Ed Balls, 35 - also known as the chancellor's brain - is at the centre
of Gordon Brown's kitchen cabinet. He has been Brown's confidant,
adviser, and head policy wonk since the dark days of opposition, and the
chancellor rarely makes a decision without consulting him. Balls is
married to health minister Yvette Cooper, and shares the care of their
two young children so she can get on with her ministerial duties. One
Whitehall insider said of him: "Ed Balls is nearly as clever as he
thinks he is."

The other half of the formidable duo known in the Treasury as "the Eds,"
is Ed Miliband , 31, son of the Marxist intellectual Ralph and brother
of MP and fellow policy wonk David. Miliband provides the hardcore
number crunching for many of Brown's reforms - particularly on social
policies such as the working families tax credit and the New Deals - but
stays out of the glare of publicity.

Connecting Brown with the party and the unions, is his political
secretary Sue Nye , a dyed-in-the-wool Labour supporter who met her
husband, millionaire BBC chairman Gavyn Davies, when they were both
working in No 10 under Jim Callaghan in the 70s. She helped organise the
notoriously disorganised Brown when he was shadow chancellor, but since
Labour came to power she has been able to hand that job to civil
servants. She has good links with No 10.

Mark Bowman , 31, is just settling in as the chancellor's principal
private secretary - one of the most onerous jobs in the Treasury, though
also a surefire route to higher things. Bowman's predecessor, Tom
Scholar, went straight to Washington to be Britain's man at the
International Monetary Fund, and another previous incumbent, John Gieve,
is now permanent secretary at the Home Office.
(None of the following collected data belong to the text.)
//! # `tinysync` - Word-Sized Concurrency Primitives
//!
//! A small toolkit of low-level synchronization primitives, each independently
//! usable and each no larger than a machine word of shared state (plus
//! diagnostics where that is the point).
//!
//! ## Primitives
//!
//! 1. **Atomic bit fields** ([`AtomicBitField32`], [`AtomicBitField64`]):
//!    - One word of independent boolean flags
//!    - OR / AND / XOR / CLEAR (test-and-clear) / SWAP (drain) / GET
//!    - Every mutation is a CAS retry loop, so operations are linearizable
//!
//! 2. **Bit views** ([`BitView`]):
//!    - A handle on one bit of one field
//!    - `set(bool)` maps onto OR / CLEAR of the field
//!
//! 3. **Spin lock** ([`SpinLock`]):
//!    - One flag word, CAS acquisition, cooperative yield between attempts
//!    - No ownership tracking; a stray `unlock` is a no-op
//!
//! 4. **Diagnostic reader-writer lock** ([`DiagnosticRwLock`]):
//!    - Records the call site of every acquisition and release
//!    - An acquisition that exceeds its [`LockConfig`] timeout aborts with a
//!      report naming the holder, the reader count and the call-site history
//!    - A debugging drop-in, not a production lock
//!
//! 5. **Task list** ([`TaskList`]):
//!    - Append-only teardown callbacks, run once, last-added first
//!    - A panicking task becomes an error; the rest still run
//!
//! ## Identity
//!
//! None of the primitives is `Clone` or `Copy`: each embeds a
//! [`marker::NonCopyable`] so the shared state lives at exactly one address.
//! Share them by reference or behind an `Arc`.
//!
//! ## Example
//!
//! ```rust
//! use tinysync::{AtomicBitField32, SpinLock, TaskList};
//!
//! let events = AtomicBitField32::new();
//! events.set(3);
//! events.bit(5).set(true);
//! assert_eq!(events.swap(), 0b10_1000);
//!
//! let lock = SpinLock::new();
//! lock.lock();
//! lock.unlock();
//!
//! let teardown = TaskList::new();
//! teardown.add(|| println!("closed second"));
//! teardown.add(|| println!("closed first"));
//! assert!(teardown.run().is_empty());
//! ```

#![warn(missing_docs, clippy::all, clippy::pedantic)]
#![allow(clippy::module_name_repetitions)]
#![allow(clippy::must_use_candidate)]

pub mod concurrency;
pub mod config;
pub mod error;
pub mod marker;
pub mod task_list;

pub use concurrency::atomic::{AtomicBitField, AtomicBitField32, AtomicBitField64, BitView, BitWord};
pub use concurrency::sync::diagnostic_rwlock::LockTimeout;
pub use concurrency::sync::{
    CallSite, DiagnosticReadGuard, DiagnosticRwLock, LockGuard, LockOp, RawLock, SpinLock,
};
pub use config::LockConfig;
pub use error::{ConfigError, TaskPanic};
pub use task_list::TaskList;

// Compile-time assertions for the word-sized layout claims.
#[cfg(not(loom))]
const _: () = {
    use core::mem;

    // The marker is free.
    assert!(mem::size_of::<marker::NonCopyable>() == 0);

    // A bit field is exactly its word.
    assert!(mem::size_of::<AtomicBitField32>() == mem::size_of::<u32>());
    assert!(mem::size_of::<AtomicBitField64>() == mem::size_of::<u64>());

    // So is the spin lock.
    assert!(mem::size_of::<SpinLock>() == mem::size_of::<u32>());

    // A view is a reference plus an index.
    assert!(mem::size_of::<BitView<'static, u64>>() <= mem::size_of::<usize>() * 2);
};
Bowman travels everywhere
with the chancellor.

Shriti Vadera , a tough-talking former banker at the City firm, Warburg,
is a director of Oxfam, and advises on international development and
debt relief, but her expertise on the complex funding behind public-
private partnerships led to her casting as negotiator for the Treasury
in the battle with Ken Livingstone over the future of London
Underground. Officially a member of the council of economic advisers,
Vadera is the main point of contact between the Treasury and the City,
and is known for not suffering bright junior officials, let alone fools,
gladly. Keen to stay out of the limelight, she was once whisked out of
her house by the Treasury's former media relations man, John Kingman,
past an Evening Standard journalist who wanted to talk to her about the
tube. Kingman commandeered the car of Sir Andrew Turnbull, the
Treasury's top mandarin, to rescue her.

Gus O'Donnell , the former press officer to John Major, was one of the
few senior Treasury officials from the Tory years who joined Brown's
inner circle after the 1997 election. He sits as the Treasury's
non-voting representative on the Bank of England's monetary policy
committee, and is also often chosen to face sceptical questioning from
the Treasury select committee about the thinking behind budgets. As the
man in charge of assessing whether Britain meets the five tests on euro
entry, O'Donnell hit the headlines in January when it was claimed he had
let slip to a group of potential Treasury recruits that it would be a
political decision.

Michael Ellam , 33, the sardonic head of communications, is a Treasury
high-flyer, who has the unenviable task of showing Brown what the papers
have to say about him each morning, and has been known to shield him
from upsetting headlines. He learnt Russian working in Moscow for the
London School of Economics in the early 90s.

Full article at:
http://politics.guardian.co.uk/economics/story/0,11268,684516,00.html


Where Brown goes to find the big ideas

Inspiration comes from the 'huge laboratory' across the Atlantic, as
well as across the Channel

Larry Elliott
Monday April 15, 2002
The Guardian

In a supermarket on the corner of Lexington Avenue and 125th Street in
upper Manhattan, Gordon Brown reflects on the changes he can see to one
of America's most notorious areas. "I'm interested in Harlem because I
remember it as it was 10 years ago," he says. "How the public services
had deteriorated, how the drug culture was developing, how the whole
place was boarded up."

The chancellor is in Harlem to look at how the US is regenerating
run-down communities, one of his priorities for Labour's second term. It
is not the first time he has looked to the US for policy inspiration.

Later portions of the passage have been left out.